Background Information
ISE uses certificates for the various purposes (Web UI, Web Portals, EAP, pxgrid). Certificate present on ISE can have one of these roles:
-
Admin: For internode communication and authenticating the Admin portal.
-
EAP: For EAP authentication.
-
RADIUS DTLS: For RADIUS DTLS server authentication.
-
Portal: For communicating with all Cisco ISE end-user portals.
-
PxGrid: For communicating with the pxGrid controller.
It is important to take a backup of certificates installed on ISE nodes. When we take configuration backup it takes the backup of configuration data and certificate of admin node. But for Policy service nodes (PSN) we have to take a backup of certificates individually.
How to take the Certificate Backup of Identity Service Engine?
Navigate to Administration > System > Certificates > Certificate Management> System certificate. Expand the node, select the certificate, and click Export, as shown in the image:

Select the Export Certificate and Private Key.

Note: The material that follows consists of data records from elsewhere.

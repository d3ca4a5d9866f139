//! # JAT
//!
//! JAT (JSON API testing) builds in-memory HTTP requests for unit tests of JSON
//! APIs. Requests are plain [`reqwest::Request`] values, so they convert into
//! `http::Request` for dispatch into a handler under test; nothing here opens
//! a socket.
//!
//! It provides a fluent, chainable API to configure:
//! - Method and target, with relative targets resolved against `example.com`
//! - JSON bodies (or raw bytes and readers, used as they are)
//! - Path parameters such as `/users/:id`
//! - Query parameters, encoded with sorted keys
//! - Headers, cookies, basic and bearer authentication
//!
//! ```
//! use jat::prelude::*;
//! use serde_json::json;
//!
//! fn run() -> Result<()> {
//!     let rq = Rq::post("/api/users/:id/courses", json!({ "name": "cs50" }))?
//!         .set_param("id", 1)?
//!         .add_query("notify", true)
//!         .set_basic_auth("foo", "bar")?
//!         .into_request();
//!
//!     assert_eq!(rq.request_uri(), "/api/users/1/courses?notify=true");
//!     assert_json_eq(rq.body_bytes(), r#"{"name": "cs50"}"#);
//!     Ok(())
//! }
//! # run().unwrap();
//! ```
//!
//! ## Notes
//! - Every setup mistake (a body that cannot be serialized, a malformed query
//!   string, an invalid parameter name or header) is a [`Error`]; the chain
//!   stops at the first `?`.
//! - `into_request` logs `[METHOD] URL` at debug level; see [`logging::init`].

pub mod api;
pub mod assert;
pub mod error;
pub mod logging;
pub mod prelude;

pub use error::Error;

pub type Result<T> = std::result::Result<T, Error>;
//! Status and body assertions for handler responses.
//!
//! These panic like `assert_eq!`, pointing at the caller.

use reqwest::StatusCode;
use serde_json::Value;

#[track_caller]
pub fn assert_status(actual: StatusCode, expected: StatusCode) {
    assert_eq!(
        actual, expected,
        "unexpected status: wanted {expected} but got {actual}"
    );
}

/// Compares two JSON documents by value, ignoring whitespace and key order.
#[track_caller]
pub fn assert_json_eq(actual: impl AsRef<[u8]>, expected: impl AsRef<[u8]>) {
    let actual = parse(actual.as_ref(), "actual");
    let expected = parse(expected.as_ref(), "expected");
    assert_eq!(actual, expected, "JSON documents differ");
}

/// Compares a body against a JSON value built in the test.
#[track_caller]
pub fn assert_json_body(body: impl AsRef<[u8]>, expected: &Value) {
    let actual = parse(body.as_ref(), "body");
    assert_eq!(&actual, expected, "unexpected JSON body");
}

#[track_caller]
fn parse(bytes: &[u8], what: &str) -> Value {
    match serde_json::from_slice(bytes) {
        Ok(value) => value,
        Err(err) => panic!(
            "{what} is not valid JSON ({err}): {}",
            String::from_utf8_lossy(bytes)
        ),
    }
}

Enter a minimum 8 character in length alpha-numeric password. This password would be needed to restore the certificate.

Tip:Ensure that you remember the password.
How to Import a Certificate on the Identity Service Engine?
There are two steps involved in importing a certificate on ISE.
Step 1. Find out if the certificate is self-signed or 3rd party signed certificate.
If the certificate is self-signed then import the public key of the certificate under trusted certificates, If the certificate singed some third party certificate then Import Root and all intermediate certificate of the certificate.
Navigate to Administration > System > Certificates > Certificate Management > Trusted Certificate, click Import, as shown in this image.

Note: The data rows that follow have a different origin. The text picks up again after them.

//! Fluent construction of test requests.
//!
//! [`Rq`] owns a [`reqwest::Request`] while it is being configured. Every step
//! consumes the builder and hands it back, so a whole request reads as one
//! chain; steps that can be misused return [`Result`] and continue with `?`.
//!
//! ```
//! use jat::prelude::*;
//!
//! fn build() -> jat::Result<reqwest::Request> {
//!     let rq = Rq::get("/api/users/:id")?
//!         .set_param("id", 42)?
//!         .add_query("type", "code")
//!         .set_bearer_auth("6eTUFP4HNhvvIwz5nNiL")?
//!         .into_request();
//!     assert_eq!(rq.request_uri(), "/api/users/42?type=code");
//!     Ok(rq)
//! }
//! # build().unwrap();
//! ```

use base64::prelude::*;
use cookie::Cookie;
use reqwest::header::{AUTHORIZATION, CONTENT_TYPE, COOKIE, HeaderName, HeaderValue};
use reqwest::{Body, Method, Request};
use url::Url;

use crate::{Error, Result};

pub mod body;
pub mod ext;
pub mod param;
pub mod query;

use body::IntoBody;
use ext::RequestExt;
use param::ParamValue;
use query::Values;

/// Host that relative targets such as `/users` are resolved against.
pub static DEFAULT_BASE: &str = "http://example.com";

fn parse_target(target: &str) -> Result<Url> {
    let parsed = match Url::parse(target) {
        Err(url::ParseError::RelativeUrlWithoutBase) => {
            Url::parse(DEFAULT_BASE).and_then(|base| base.join(target))
        }
        other => other,
    };
    parsed.map_err(|source| Error::Target {
        target: target.to_owned(),
        source,
    })
}

fn set_body(req: &mut Request, body: impl IntoBody) -> Result<()> {
    let bytes = body.into_body()?;
    *req.body_mut() = (!bytes.is_empty()).then(|| Body::from(bytes));
    Ok(())
}

/// Builds a request for `method` and `target` with `body` resolved through
/// [`IntoBody`].
pub fn new_request(method: Method, target: &str, body: impl IntoBody) -> Result<Request> {
    let mut req = Request::new(method, parse_target(target)?);
    set_body(&mut req, body)?;
    Ok(req)
}

pub fn get(target: &str) -> Result<Request> {
    new_request(Method::GET, target, ())
}

pub fn post(target: &str, body: impl IntoBody) -> Result<Request> {
    new_request(Method::POST, target, body)
}

pub fn put(target: &str, body: impl IntoBody) -> Result<Request> {
    new_request(Method::PUT, target, body)
}

pub fn patch(target: &str, body: impl IntoBody) -> Result<Request> {
    new_request(Method::PATCH, target, body)
}

pub fn delete(target: &str, body: impl IntoBody) -> Result<Request> {
    new_request(Method::DELETE, target, body)
}

/// `name=value` for a Cookie header.
///
/// Line breaks in the name become `-`. Characters a cookie value cannot
/// carry (controls, quotes, semicolons, backslashes) are dropped, and a value
/// with a space or comma is sent quoted.
fn cookie_pair(cookie: &Cookie<'_>) -> String {
    let name = cookie.name().replace(['\n', '\r'], "-");
    let value: String = cookie
        .value()
        .chars()
        .filter(|&c| (' '..'\u{7f}').contains(&c) && !matches!(c, '"' | ';' | '\\'))
        .collect();
    if value.contains([' ', ',']) {
        format!("{name}=\"{value}\"")
    } else {
        format!("{name}={value}")
    }
}

/// Request builder with a fluent interface.
#[derive(Debug)]
pub struct Rq {
    inner: Request,
}

impl From<Request> for Rq {
    fn from(inner: Request) -> Self {
        Rq { inner }
    }
}

impl Rq {
    pub fn new(method: Method, target: &str, body: impl IntoBody) -> Result<Self> {
        new_request(method, target, body).map(Rq::from)
    }

    pub fn get(target: &str) -> Result<Self> {
        get(target).map(Rq::from)
    }

    pub fn post(target: &str, body: impl IntoBody) -> Result<Self> {
        post(target, body).map(Rq::from)
    }

    pub fn put(target: &str, body: impl IntoBody) -> Result<Self> {
        put(target, body).map(Rq::from)
    }

    pub fn patch(target: &str, body: impl IntoBody) -> Result<Self> {
        patch(target, body).map(Rq::from)
    }

    pub fn delete(target: &str, body: impl IntoBody) -> Result<Self> {
        delete(target, body).map(Rq::from)
    }

    /// The request as configured so far.
    pub fn request(&self) -> &Request {
        &self.inner
    }

    /// Finishes the chain and logs the final method and URL.
    pub fn into_request(self) -> Request {
        tracing::debug!("[{}] {}", self.inner.method(), self.inner.url());
        self.inner
    }

    /// Runs `fun` only when `val` is present.
    pub fn apply_if<T, F>(self, val: Option<T>, fun: F) -> Result<Self>
    where
        F: FnOnce(Self, T) -> Result<Self>,
    {
        match val {
            Some(val) => fun(self, val),
            None => Ok(self),
        }
    }

    // ===== body =====

    /// Replaces the body. The content length follows the new body.
    pub fn with_body(mut self, body: impl IntoBody) -> Result<Self> {
        set_body(&mut self.inner, body)?;
        Ok(self)
    }

    /// Marks the body as JSON through the Content-Type header.
    pub fn with_json(mut self) -> Self {
        self.inner
            .headers_mut()
            .insert(CONTENT_TYPE, HeaderValue::from_static("application/json"));
        self
    }

    // ===== path params =====

    /// Fills every `:key` placeholder in the path with `value`.
    pub fn set_param(mut self, key: &str, value: impl Into<ParamValue>) -> Result<Self> {
        let path = param::substitute(self.inner.url().path(), key, value)?;
        self.inner.url_mut().set_path(&path);
        Ok(self)
    }

    pub fn with_param<I, K, V>(mut self, params: I) -> Result<Self>
    where
        I: IntoIterator<Item = (K, V)>,
        K: AsRef<str>,
        V: Into<ParamValue>,
    {
        let path = param::substitute_all(self.inner.url().path(), params)?;
        self.inner.url_mut().set_path(&path);
        Ok(self)
    }

    // ===== query =====

    fn write_query(&mut self, values: &Values) {
        let encoded = values.encode();
        tracing::trace!(query = %encoded, "rewrote query");
        self.inner
            .url_mut()
            .set_query((!encoded.is_empty()).then_some(encoded.as_str()));
    }

    /// Appends `value` to any existing values of `key`.
    pub fn add_query(mut self, key: &str, value: impl Into<ParamValue>) -> Self {
        let mut values = self.inner.query_values();
        values.add(key, value);
        self.write_query(&values);
        self
    }

    /// Replaces any existing values of `key` with `value`.
    pub fn set_query(mut self, key: &str, value: impl Into<ParamValue>) -> Self {
        let mut values = self.inner.query_values();
        values.set(key, value);
        self.write_query(&values);
        self
    }

    /// Replaces the whole query with `query`.
    pub fn with_query<Q, K, I, V>(mut self, query: Q) -> Self
    where
        Q: IntoIterator<Item = (K, I)>,
        K: Into<String>,
        I: IntoIterator<Item = V>,
        V: Into<ParamValue>,
    {
        let values: Values = query.into_iter().collect();
        self.write_query(&values);
        self
    }

    /// Replaces the whole query with the pairs parsed from `query`.
    pub fn with_query_string(mut self, query: &str) -> Result<Self> {
        let values = Values::parse(query)?;
        self.write_query(&values);
        Ok(self)
    }

    /// Replaces the whole query with `values`.
    pub fn with_query_values(mut self, values: &Values) -> Self {
        self.write_query(values);
        self
    }

    // ===== header =====

    /// Appends `value` to any existing values of header `key`.
    pub fn add_header<K, V>(mut self, key: K, value: V) -> Result<Self>
    where
        K: AsRef<[u8]>,
        V: AsRef<str>,
    {
        let name = HeaderName::from_bytes(key.as_ref())?;
        let value = HeaderValue::from_str(value.as_ref())?;
        self.inner.headers_mut().append(name, value);
        Ok(self)
    }

    /// Same as [`Rq::add_header`], but the value is marked sensitive and stays
    /// out of `Debug` output.
    pub fn add_secret_header<K, V>(mut self, key: K, value: V) -> Result<Self>
    where
        K: AsRef<[u8]>,
        V: AsRef<str>,
    {
        let name = HeaderName::from_bytes(key.as_ref())?;
        let mut value = HeaderValue::from_str(value.as_ref())?;
        value.set_sensitive(true);
        self.inner.headers_mut().append(name, value);
        Ok(self)
    }

    /// Replaces every value of header `key` with `value`.
    pub fn set_header<K, V>(mut self, key: K, value: V) -> Result<Self>
    where
        K: AsRef<[u8]>,
        V: AsRef<str>,
    {
        let name = HeaderName::from_bytes(key.as_ref())?;
        let value = HeaderValue::from_str(value.as_ref())?;
        self.inner.headers_mut().insert(name, value);
        Ok(self)
    }

    fn set_authorization(mut self, value: String) -> Result<Self> {
        let mut value = HeaderValue::from_str(&value)?;
        value.set_sensitive(true);
        self.inner.headers_mut().insert(AUTHORIZATION, value);
        Ok(self)
    }

    /// Authorization with HTTP Basic authentication.
    pub fn set_basic_auth(self, username: &str, password: &str) -> Result<Self> {
        let credentials = BASE64_STANDARD.encode(format!("{username}:{password}"));
        self.set_authorization(format!("Basic {credentials}"))
    }

    /// Authorization with a bearer token.
    pub fn set_bearer_auth(self, token: &str) -> Result<Self> {
        self.set_authorization(format!("Bearer {token}"))
    }

    /// Adds `cookie` to the Cookie header. Only its name and value are sent;
    /// several cookies share one header separated by `"; "`.
    pub fn add_cookie(mut self, cookie: &Cookie<'_>) -> Result<Self> {
        let pair = cookie_pair(cookie);
        let line = match self.inner.headers().get(COOKIE).map(HeaderValue::to_str) {
            Some(Ok(existing)) if !existing.is_empty() => format!("{existing}; {pair}"),
            _ => pair,
        };
        let value = HeaderValue::from_str(&line)?;
        self.inner.headers_mut().insert(COOKIE, value);
        Ok(self)
    }
}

Step 2. Import the actual certificate.
Navigate to Administration > System > Certificates > Certificate Management, click Import. If the admin role is assigned to the certificate service on the node would restart.

Select the node for which you want to import the certificate, Browse public and private key, Enter the password for the private key of the certificate, select the desired role, click Submit, as shown in this image.